Sanofi chief medical officer and development global head Dietmar Berger said: “This approval highlights our ambition to develop first- and best-in-class medicines that transform people’s lives.
“Up until now, patients in Europe had to rely on a combination of cold avoidance, blood transfusions and off-label treatments to manage their disease.
“The approval of Enjaymo by the European Commission provides patients, for the first time, with access to a therapy that can make a meaningful difference in the treatment and daily experience of living with CAD.”
The EC approval for Enjaymo was based on the findings from the CADENZA and CARDINAL phase 3 clinical trials.

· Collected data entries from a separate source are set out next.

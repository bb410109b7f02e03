use thiserror::Error;

#[derive(Error, Debug, PartialEq, Eq)]
pub enum CoreError {
    #[error("Invalid input for {0}: {1}")]
    InvalidInput(String, String),

    #[error("Unknown entity kind: {0}")]
    UnknownEntityKind(String),
}
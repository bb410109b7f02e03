use crate::error::DbError;
use crate::executor::{log_failure, QueryExecutor};
use crate::statement::{QueryOutcome, Statement};
use core_types::SqlValue;
use std::collections::BTreeMap;
use std::sync::Arc;

/// What happened to the backup copy of a statement.
#[derive(Debug, Clone, PartialEq)]
pub enum ReplicationStatus {
    /// Reads are never mirrored.
    NotAWrite,
    /// The primary has no backup configured.
    NoBackup,
    Replicated { backup: String, outcome: QueryOutcome },
    /// The backup write failed. The primary write stands regardless.
    Failed { backup: String, error: String },
}

/// Executes against a primary and mirrors successful writes to its backup.
///
/// The pipeline is two steps: `apply_primary`, then `apply_backup`. The backup
/// step goes through the plain [`QueryExecutor`], which has no notion of
/// backups, so a mirrored write can never trigger another mirror.
#[derive(Clone)]
pub struct ReplicatedExecutor {
    executor: QueryExecutor,
    backups: Arc<BTreeMap<String, String>>,
}

impl ReplicatedExecutor {
    pub fn new(executor: QueryExecutor, backups: BTreeMap<String, String>) -> Self {
        Self {
            executor,
            backups: Arc::new(backups),
        }
    }

    /// The non-replicating executor underneath.
    pub fn executor(&self) -> &QueryExecutor {
        &self.executor
    }

    pub fn backup_for(&self, database: &str) -> Option<&str> {
        self.backups.get(database).map(String::as_str)
    }

    /// Runs the statement on the primary and, if it was a successful write, on the backup.
    pub async fn execute_replicated(
        &self,
        database: &str,
        statement: &Statement,
    ) -> Result<(QueryOutcome, ReplicationStatus), DbError> {
        let outcome = self.apply_primary(database, statement).await?;
        let status = if statement.kind().is_write() {
            self.apply_backup(database, statement).await
        } else {
            ReplicationStatus::NotAWrite
        };
        Ok((outcome, status))
    }

    pub async fn try_execute(&self, database: &str, statement: &Statement) -> Result<QueryOutcome, DbError> {
        self.execute_replicated(database, statement)
            .await
            .map(|(outcome, _)| outcome)
    }

    /// Collapses every primary failure to `None` after logging it.
    /// Backup failures never reach the caller.
    pub async fn execute(&self, database: &str, statement: &Statement) -> Option<QueryOutcome> {
        match self.try_execute(database, statement).await {
            Ok(outcome) => Some(outcome),
            Err(e) => {
                log_failure(database, statement, &e);
                None
            }
        }
    }

    pub async fn execute_sql(&self, database: &str, sql: &str, params: &[SqlValue]) -> Option<QueryOutcome> {
        let statement = Statement::infer(sql).bind_all(params.iter().cloned());
        self.execute(database, &statement).await
    }

    async fn apply_primary(&self, database: &str, statement: &Statement) -> Result<QueryOutcome, DbError> {
        self.executor.try_execute(database, statement).await
    }

    async fn apply_backup(&self, primary: &str, statement: &Statement) -> ReplicationStatus {
        let Some(backup) = self.backup_for(primary) else {
            return ReplicationStatus::NoBackup;
        };

        match self.executor.try_execute(backup, statement).await {
            Ok(outcome) => {
                tracing::debug!(primary, backup, "Write mirrored to backup");
                ReplicationStatus::Replicated {
                    backup: backup.to_string(),
                    outcome,
                }
            }
            Err(e) => {
                tracing::error!(
                    primary,
                    backup,
                    sql = %statement.sql(),
                    params = ?statement.params(),
                    error = %e,
                    "Backup replication failed; primary write is kept"
                );
                ReplicationStatus::Failed {
                    backup: backup.to_string(),
                    error: e.to_string(),
                }
            }
        }
    }
}
use crate::connection::{ConnectionResolver, ConnectionTarget, Connector, Session};
use crate::error::DbError;
use crate::statement::{QueryOutcome, Statement, StatementKind};
use configuration::ExecutorConfig;
use core_types::{normalize_params, SqlValue};
use std::sync::Arc;
use std::time::Duration;

/// Bounded, fixed-delay retry for "connection lost" failures.
#[derive(Debug, Clone, Copy, PartialEq, Eq)]
pub struct RetryPolicy {
    pub max_attempts: u32,
    pub backoff: Duration,
}

impl Default for RetryPolicy {
    fn default() -> Self {
        Self {
            max_attempts: 3,
            backoff: Duration::from_secs(1),
        }
    }
}

impl From<&ExecutorConfig> for RetryPolicy {
    fn from(config: &ExecutorConfig) -> Self {
        Self {
            max_attempts: config.max_attempts.max(1),
            backoff: config.retry_backoff(),
        }
    }
}

/// Runs one statement against one logical database.
///
/// Every attempt opens its own connection and closes it before the attempt
/// returns, whatever the outcome. This executor never talks to backups.
#[derive(Clone)]
pub struct QueryExecutor {
    resolver: Arc<ConnectionResolver>,
    connector: Arc<dyn Connector>,
    policy: RetryPolicy,
}

impl QueryExecutor {
    pub fn new(resolver: Arc<ConnectionResolver>, connector: Arc<dyn Connector>, policy: RetryPolicy) -> Self {
        Self {
            resolver,
            connector,
            policy,
        }
    }

    pub fn resolver(&self) -> &Arc<ConnectionResolver> {
        &self.resolver
    }

    pub fn connector(&self) -> &Arc<dyn Connector> {
        &self.connector
    }

    pub fn policy(&self) -> RetryPolicy {
        self.policy
    }

    /// Executes `statement`, surfacing the failure kind.
    ///
    /// Routing errors fail immediately. Only [`DbError::is_transient`] failures
    /// are retried, up to `max_attempts` attempts in total.
    pub async fn try_execute(&self, database: &str, statement: &Statement) -> Result<QueryOutcome, DbError> {
        if statement.sql().trim().is_empty() {
            return Err(DbError::InvalidStatement("empty SQL text".to_string()));
        }
        let target = self.resolver.resolve(database)?;
        let params = normalize_params(statement.params());

        tracing::debug!(
            database,
            kind = %statement.kind(),
            sql = %statement.sql(),
            params = ?params,
            "Executing statement"
        );

        let mut attempt = 1;
        loop {
            match self.attempt(&target, statement.kind(), statement.sql(), &params).await {
                Ok(outcome) => return Ok(outcome),
                Err(e) if e.is_transient() && attempt < self.policy.max_attempts => {
                    tracing::warn!(
                        database,
                        attempt,
                        max_attempts = self.policy.max_attempts,
                        error = %e,
                        "Connection lost, retrying after {:?}",
                        self.policy.backoff
                    );
                    tokio::time::sleep(self.policy.backoff).await;
                    attempt += 1;
                }
                Err(e) => return Err(e),
            }
        }
    }

    /// Executes `statement`, collapsing every failure to `None` after logging it.
    pub async fn execute(&self, database: &str, statement: &Statement) -> Option<QueryOutcome> {
        match self.try_execute(database, statement).await {
            Ok(outcome) => Some(outcome),
            Err(e) => {
                log_failure(database, statement, &e);
                None
            }
        }
    }

    /// Text-only entry point: the statement kind is inferred from the SQL.
    pub async fn execute_sql(&self, database: &str, sql: &str, params: &[SqlValue]) -> Option<QueryOutcome> {
        let statement = Statement::infer(sql).bind_all(params.iter().cloned());
        self.execute(database, &statement).await
    }

    async fn attempt(
        &self,
        target: &ConnectionTarget,
        kind: StatementKind,
        sql: &str,
        params: &[SqlValue],
    ) -> Result<QueryOutcome, DbError> {
        let mut session = self.connector.open(target).await?;
        let result = dispatch(session.as_mut(), kind, sql, params).await;
        if let Err(e) = session.close().await {
            tracing::debug!(database = %target.logical, error = %e, "Error while closing connection");
        }
        result
    }
}

async fn dispatch(
    session: &mut dyn Session,
    kind: StatementKind,
    sql: &str,
    params: &[SqlValue],
) -> Result<QueryOutcome, DbError> {
    match kind {
        StatementKind::Select => {
            let rows = session.fetch_all(sql, params).await?;
            tracing::debug!("Query returned {} rows", rows.len());
            Ok(QueryOutcome::Rows(rows))
        }
        StatementKind::Insert => {
            let summary = session.execute(sql, params).await?;
            let id = summary.last_insert_id.unwrap_or(0);
            tracing::debug!("Insert committed, last id {}", id);
            Ok(QueryOutcome::Inserted { id })
        }
        StatementKind::Update | StatementKind::Delete => {
            let summary = session.execute(sql, params).await?;
            tracing::debug!("{} committed, {} rows affected", kind, summary.rows_affected);
            Ok(QueryOutcome::Affected {
                rows: summary.rows_affected,
            })
        }
        StatementKind::Ddl => {
            session.execute(sql, params).await?;
            Ok(QueryOutcome::Applied)
        }
    }
}

pub(crate) fn log_failure(database: &str, statement: &Statement, error: &DbError) {
    if error.is_routing() {
        tracing::error!(
            database,
            kind = %statement.kind(),
            sql = %statement.sql(),
            error = %error,
            "Statement not sent, no route"
        );
        return;
    }
    tracing::error!(
        database,
        kind = %statement.kind(),
        sql = %statement.sql(),
        params = ?statement.params(),
        error = %error,
        "Statement failed"
    );
}

#[cfg(test)]
mod tests {
    use super::*;
    use crate::connection::WriteSummary;
    use async_trait::async_trait;
    use configuration::Settings;
    use core_types::RowSet;
    use std::sync::Mutex;
    use std::sync::atomic::{AtomicUsize, Ordering};

    /// Fails the first `failures` opens with the given error, then serves canned results.
    struct ScriptedConnector {
        failures: usize,
        error: fn() -> DbError,
        opens: AtomicUsize,
        closes: Arc<AtomicUsize>,
        seen_params: Arc<Mutex<Vec<Vec<SqlValue>>>>,
    }

    impl ScriptedConnector {
        fn new(failures: usize, error: fn() -> DbError) -> Self {
            Self {
                failures,
                error,
                opens: AtomicUsize::new(0),
                closes: Arc::new(AtomicUsize::new(0)),
                seen_params: Arc::new(Mutex::new(Vec::new())),
            }
        }
    }

    struct ScriptedSession {
        fail_with: Option<DbError>,
        closes: Arc<AtomicUsize>,
        seen_params: Arc<Mutex<Vec<Vec<SqlValue>>>>,
    }

    #[async_trait]
    impl Connector for ScriptedConnector {
        async fn open(&self, _target: &ConnectionTarget) -> Result<Box<dyn Session>, DbError> {
            let n = self.opens.fetch_add(1, Ordering::SeqCst);
            let fail_with = (n < self.failures).then(|| (self.error)());
            Ok(Box::new(ScriptedSession {
                fail_with,
                closes: self.closes.clone(),
                seen_params: self.seen_params.clone(),
            }))
        }

        async fn ensure_database(&self, _target: &ConnectionTarget) -> Result<(), DbError> {
            Ok(())
        }
    }

    #[async_trait]
    impl Session for ScriptedSession {
        async fn fetch_all(&mut self, _sql: &str, params: &[SqlValue]) -> Result<RowSet, DbError> {
            self.seen_params.lock().unwrap().push(params.to_vec());
            match self.fail_with.take() {
                Some(e) => Err(e),
                None => Ok(vec![vec![SqlValue::Int(1)]]),
            }
        }

        async fn execute(&mut self, _sql: &str, params: &[SqlValue]) -> Result<WriteSummary, DbError> {
            self.seen_params.lock().unwrap().push(params.to_vec());
            match self.fail_with.take() {
                Some(e) => Err(e),
                None => Ok(WriteSummary {
                    rows_affected: 1,
                    last_insert_id: Some(42),
                }),
            }
        }

        async fn close(self: Box<Self>) -> Result<(), DbError> {
            self.closes.fetch_add(1, Ordering::SeqCst);
            Ok(())
        }
    }

    fn executor(connector: Arc<ScriptedConnector>) -> QueryExecutor {
        let resolver = Arc::new(ConnectionResolver::new(Arc::new(Settings::default_layout())));
        let policy = RetryPolicy {
            max_attempts: 3,
            backoff: Duration::from_millis(1),
        };
        QueryExecutor::new(resolver, connector, policy)
    }

    fn lost() -> DbError {
        DbError::ConnectionLost("lost connection to server during query".to_string())
    }

    fn syntax() -> DbError {
        DbError::Statement("You have an error in your SQL syntax".to_string())
    }

    #[tokio::test]
    async fn retries_connection_lost_then_succeeds() {
        let connector = Arc::new(ScriptedConnector::new(2, lost));
        let exec = executor(connector.clone());

        let outcome = exec
            .try_execute("patients_db", &Statement::select("SELECT 1"))
            .await
            .unwrap();

        assert_eq!(outcome, QueryOutcome::Rows(vec![vec![SqlValue::Int(1)]]));
        assert_eq!(connector.opens.load(Ordering::SeqCst), 3);
        assert_eq!(connector.closes.load(Ordering::SeqCst), 3);
    }

    #[tokio::test]
    async fn gives_up_after_max_attempts() {
        let connector = Arc::new(ScriptedConnector::new(10, lost));
        let exec = executor(connector.clone());

        let result = exec.execute("patients_db", &Statement::select("SELECT 1")).await;

        assert!(result.is_none());
        assert_eq!(connector.opens.load(Ordering::SeqCst), 3);
        assert_eq!(connector.closes.load(Ordering::SeqCst), 3);
    }

    #[tokio::test]
    async fn statement_errors_are_not_retried() {
        let connector = Arc::new(ScriptedConnector::new(1, syntax));
        let exec = executor(connector.clone());

        let err = exec
            .try_execute("billing_db", &Statement::insert("INSERT INTO invoices VALUES (?)").bind(1))
            .await
            .unwrap_err();

        assert!(matches!(err, DbError::Statement(_)));
        assert_eq!(connector.opens.load(Ordering::SeqCst), 1);
        assert_eq!(connector.closes.load(Ordering::SeqCst), 1);
    }

    #[tokio::test]
    async fn unknown_database_never_opens_a_connection() {
        let connector = Arc::new(ScriptedConnector::new(0, lost));
        let exec = executor(connector.clone());

        assert!(exec.execute("pharmacy_db", &Statement::select("SELECT 1")).await.is_none());
        assert_eq!(connector.opens.load(Ordering::SeqCst), 0);
    }

    #[tokio::test]
    async fn classifies_writes_and_normalizes_params() {
        let connector = Arc::new(ScriptedConnector::new(0, lost));
        let exec = executor(connector.clone());

        let inserted = exec
            .execute_sql(
                "patients_db",
                "  insert into patients (first_name, gender) values (?, ?)",
                &[SqlValue::from("Ann"), SqlValue::from("None")],
            )
            .await;
        assert_eq!(inserted, Some(QueryOutcome::Inserted { id: 42 }));

        let updated = exec
            .execute("patients_db", &Statement::update("UPDATE patients SET email = ?").bind(""))
            .await;
        assert_eq!(updated, Some(QueryOutcome::Affected { rows: 1 }));

        let seen = connector.seen_params.lock().unwrap();
        assert_eq!(seen[0], vec![SqlValue::from("Ann"), SqlValue::Null]);
        assert_eq!(seen[1], vec![SqlValue::Null]);
    }

    #[tokio::test]
    async fn empty_sql_is_rejected() {
        let connector = Arc::new(ScriptedConnector::new(0, lost));
        let exec = executor(connector.clone());
        let err = exec
            .try_execute("patients_db", &Statement::select("   "))
            .await
            .unwrap_err();
        assert!(matches!(err, DbError::InvalidStatement(_)));
    }
}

In the CADENZA Part A study, the humanised monoclonal antibody met its primary composite endpoint as well as all secondary endpoints. It also showed inhibition of haemolysis, increased haemoglobin levels, and enhanced The Functional Assessment of Chronic Illness Therapy (FACIT)-Fatigue scores.
The pharmaceutical company said that in the CARDINAL Part A study, the efficacy of Enjaymo was evaluated on the basis of achievement of the primary composite endpoint and different secondary endpoints, including improvements in haemoglobin, FACIT-fatigue score, and normalisation of bilirubin.
CADENZA was a double-blind, placebo-controlled study of patients with cold agglutinin disease who did not have a blood transfusion in the last six months. CARDINAL was a 26-week open-label, single-arm trial in patients with the same disease who completed a recent blood transfusion.